A plane will head to Larnaca  to pick up the released passengers, he said.

Egypt Air flight routeEgypt Air flight route to Cyprus

Meanwhile, the hijacking is not related to terrorism, the island’s Cyprus President Nicos Anastasiades said.

“The hijacking is not terrorism-related,” he told a joint news conference with the visiting president of the European Parliament, Martin Schultz.

Asked about reports that the hijacker had demanded to see a Cypriot woman, Anastasiades said: “Always there is a woman.”

Flights diverted

Cyprus’s Sigma television reported that the woman had been brought to the airport from her home village of Oroklini, accompanied by a young child.

State radio had earlier reported that the man was demanding asylum and had asked for a translator.

Cyprus government spokesman Nicos Christodoulides said on Twitter that Anastasiades had spoken by telephone with Egyptian President Abdel Fattah al-Sisi.
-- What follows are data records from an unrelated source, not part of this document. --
//! テスト用の合成データセットとモデル比較ヘルパー

use burn::{
    module::Module,
    record::{BinBytesRecorder, FullPrecisionSettings, Recorder},
    tensor::backend::Backend,
};
use image::{Rgb, RgbImage};
use std::path::Path;

/// `root/<class>/NNN.png` 形式の小さなPNGデータセットを作成
///
/// クラスごとに色を変え、画像ごとに少しずつ明るさを変えます。
pub fn write_dataset(root: &Path, classes: &[(&str, usize)], size: u32) {
    for (class_idx, (name, count)) in classes.iter().enumerate() {
        let dir = root.join(name);
        std::fs::create_dir_all(&dir).unwrap();
        for i in 0..*count {
            let base = (class_idx as u32 * 90 % 256) as u8;
            let shade = (i as u32 * 7 % 64) as u8;
            let img = RgbImage::from_fn(size, size, |x, y| {
                let stripe = if (x + y) % 4 == 0 { 40 } else { 0 };
                Rgb([
                    base.wrapping_add(shade),
                    255 - base,
                    shade + stripe,
                ])
            });
            img.save(dir.join(format!("{:03}.png", i))).unwrap();
        }
    }
}

/// モジュールの全パラメータをバイト列として取得
pub fn record_bytes<B: Backend, M: Module<B>>(module: &M) -> Vec<u8> {
    BinBytesRecorder::<FullPrecisionSettings>::default()
        .record(module.clone().into_record(), ())
        .unwrap()
}
//! 学習・レポートの一連の処理
//!
//! CLIと結合テストの両方から呼び出すため、引数はすべて `AppConfig` と
//! データセットのパスで受け取ります。

use anyhow::{Context, Result};
use burn::{
    module::{AutodiffModule, Module},
    optim::AdamConfig,
    record::{BinBytesRecorder, FullPrecisionSettings, Recorder},
    tensor::backend::{AutodiffBackend, Backend},
};
use std::path::{Path, PathBuf};
use tracing::info;

use crate::dataset::{class_counts, LabelSet, SplitConfig, SplitLoader};
use crate::fetch::resolve_extractor;
use crate::ml::{
    fit, run_report, CollectBatchStats, ExtractorConfig, FeatureExtractor, InferenceEngine,
    ReportSummary, TrainingConfig, TransferClassifier, TransferModelConfig,
};
use crate::model::{save_model_with_metadata, AppConfig, ModelMetadata};
use crate::report::{generate_history_chart, SvgGridSink};

/// 学習履歴CSVのファイル名
pub const HISTORY_CSV: &str = "history.csv";
/// 学習履歴チャートのファイル名
pub const HISTORY_CHART: &str = "history.svg";

/// 学習の結果
#[derive(Debug)]
pub struct TrainOutcome {
    pub labels: LabelSet,
    pub model_path: PathBuf,
    pub history: CollectBatchStats,
    pub report: ReportSummary,
}

/// 設定からモデル構造を作成
pub fn model_config(config: &AppConfig, num_classes: usize) -> TransferModelConfig {
    let extractor = ExtractorConfig::new()
        .with_input_size(config.model.image_size)
        .with_base_channels(config.model.base_channels)
        .with_num_blocks(config.model.num_blocks);
    TransferModelConfig::new(num_classes, extractor)
        .with_freeze_extractor(config.model.freeze_extractor)
}

/// データセットの索引付けから予測レポートまでを実行
pub fn train<B: AutodiffBackend>(
    config: &AppConfig,
    dataset_dir: &Path,
    device: &B::Device,
) -> Result<TrainOutcome> {
    let labels = LabelSet::discover(dataset_dir)?;
    for (name, count) in class_counts(dataset_dir, &labels)? {
        info!("  {}: {}枚", name, count);
    }

    let split_config = config.split_config();
    let (train, validation) = SplitLoader::new(dataset_dir, &labels, split_config.clone()).load()?;
    info!(
        "学習: {}枚 ({}バッチ) / 検証: {}枚 ({}バッチ)",
        train.len(),
        train.batches_per_pass(),
        validation.len(),
        validation.batches_per_pass()
    );

    let model_config = model_config(config, labels.len());
    model_config.validate(split_config.image_size)?;

    let model = match config.model.extractor.as_deref() {
        Some(handle) => {
            let weights = resolve_extractor(handle, Path::new(&config.model.cache_dir))?;
            let extractor =
                FeatureExtractor::<B>::load_pretrained(&model_config.extractor, &weights, device)?;
            model_config.assemble(extractor, device)
        }
        None => {
            info!("特徴抽出器はランダム初期化します");
            model_config.init::<B>(device)
        }
    };

    let training_config = TrainingConfig::new(AdamConfig::new())
        .with_num_epochs(config.training.num_epochs)
        .with_learning_rate(config.training.learning_rate);

    let mut history = CollectBatchStats::new();
    let model = fit(model, &training_config, &train, &validation, &mut history, device)?;
    let model = model.valid();

    let output_dir = Path::new(&config.report.output_dir);
    std::fs::create_dir_all(output_dir)
        .with_context(|| format!("出力ディレクトリ作成エラー: {}", output_dir.display()))?;
    history.write_csv(&output_dir.join(HISTORY_CSV))?;
    generate_history_chart(&history, &output_dir.join(HISTORY_CHART))?;

    let model_path = save_model(&model, &model_config, &labels, config, &split_config)?;
    info!("モデルを保存しました: {}", model_path.display());

    let mut sink = SvgGridSink::new(
        output_dir,
        config.report.grid_columns,
        config.report.thumbnail_size,
    )?;
    let report = run_report(
        &model,
        &validation,
        &labels,
        config.report.limit(),
        &mut sink,
        device,
    )?;

    Ok(TrainOutcome {
        labels,
        model_path,
        history,
        report,
    })
}

fn save_model<B: Backend>(
    model: &TransferClassifier<B>,
    model_config: &TransferModelConfig,
    labels: &LabelSet,
    config: &AppConfig,
    split_config: &SplitConfig,
) -> Result<PathBuf> {
    let binary = BinBytesRecorder::<FullPrecisionSettings>::default()
        .record(model.clone().into_record(), ())
        .map_err(|e| anyhow::anyhow!("モデル重みのシリアライズエラー: {:?}", e))?;

    let metadata = ModelMetadata::new(
        labels.names().to_vec(),
        model_config,
        config.model.extractor.clone(),
        config.training.num_epochs,
        split_config.batch_size,
        split_config.seed,
        split_config.validation_fraction,
    );

    save_model_with_metadata(Path::new(&config.model.model_path), &metadata, &binary)
}

/// 保存済みモデルで検証用バッチの予測レポートを作成
///
/// 分割は学習時のメタデータ（シード・検証割合）から再現します。
pub fn report<B: Backend>(
    config: &AppConfig,
    model_path: &Path,
    dataset_dir: &Path,
    device: &B::Device,
) -> Result<ReportSummary> {
    let engine = InferenceEngine::<B>::load(model_path, device)?;
    let metadata = engine.metadata();
    let labels = &engine.config().labels;

    let discovered = LabelSet::discover(dataset_dir)?;
    anyhow::ensure!(
        &discovered == labels,
        "データセットのクラス ({}) がモデルのクラス ({}) と一致しません",
        discovered.names().join(", "),
        labels.names().join(", ")
    );

    let split_config = SplitConfig {
        batch_size: metadata.batch_size,
        image_size: metadata.image_size,
        seed: metadata.seed,
        validation_fraction: metadata.validation_fraction,
    };
    let (_, validation) = SplitLoader::new(dataset_dir, labels, split_config).load()?;

    let mut sink = SvgGridSink::new(
        Path::new(&config.report.output_dir),
        config.report.grid_columns,
        config.report.thumbnail_size,
    )?;
    run_report(
        engine.model(),
        &validation,
        labels,
        config.report.limit(),
        &mut sink,
        device,
    )
}

#[cfg(test)]
mod tests {
    use super::*;

    #[test]
    fn test_model_config_follows_settings() {
        let mut config = AppConfig::default();
        config.model.image_size = 64;
        config.model.num_blocks = 3;
        config.model.freeze_extractor = true;

        let model_config = model_config(&config, 5);
        assert_eq!(model_config.num_classes, 5);
        assert_eq!(model_config.extractor.input_size, 64);
        assert_eq!(model_config.extractor.num_blocks, 3);
        assert!(model_config.freeze_extractor);
        assert!(model_config.validate(64).is_ok());
        assert!(model_config.validate(224).is_err());
    }
}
The incident came after a Russian airliner was downed on October 31 over Egypt’s Sinai Peninsula, killing all 224 people on board. The Islamic State group claimed to have smuggled a bomb on board the plane.

Larnaca is no stranger to hostage crises. Several hijacked planes were diverted to the airport in the last few decades.

In August 1996, a Sudan Airways Airbus A-310 was hijacked by seven Iraqis between Khartoum and Amman with 199 people on board. After a stopover in Larnaca it flew on to London’s Stansted airport, where the hijackers gave themselves up.

In 1988, a Kuwait Airways flight hijacked en route from Bangkok to Kuwait was diverted to Iran’s second city Mashhad and later to Larnaca, where hijackers killed two Kuwaiti passengers and dumped their bodies on the tarmac.

In February 1978, an Egyptian commando unit stormed a hijacked Cyprus Airways DC-8 at Larnaca airport, where 15 passengers were being held hostage. Some 15 Egyptian soldiers were killed and 15 wounded in a firefight with Cypriot forces. All the hostages were freed and the hijackers arrested.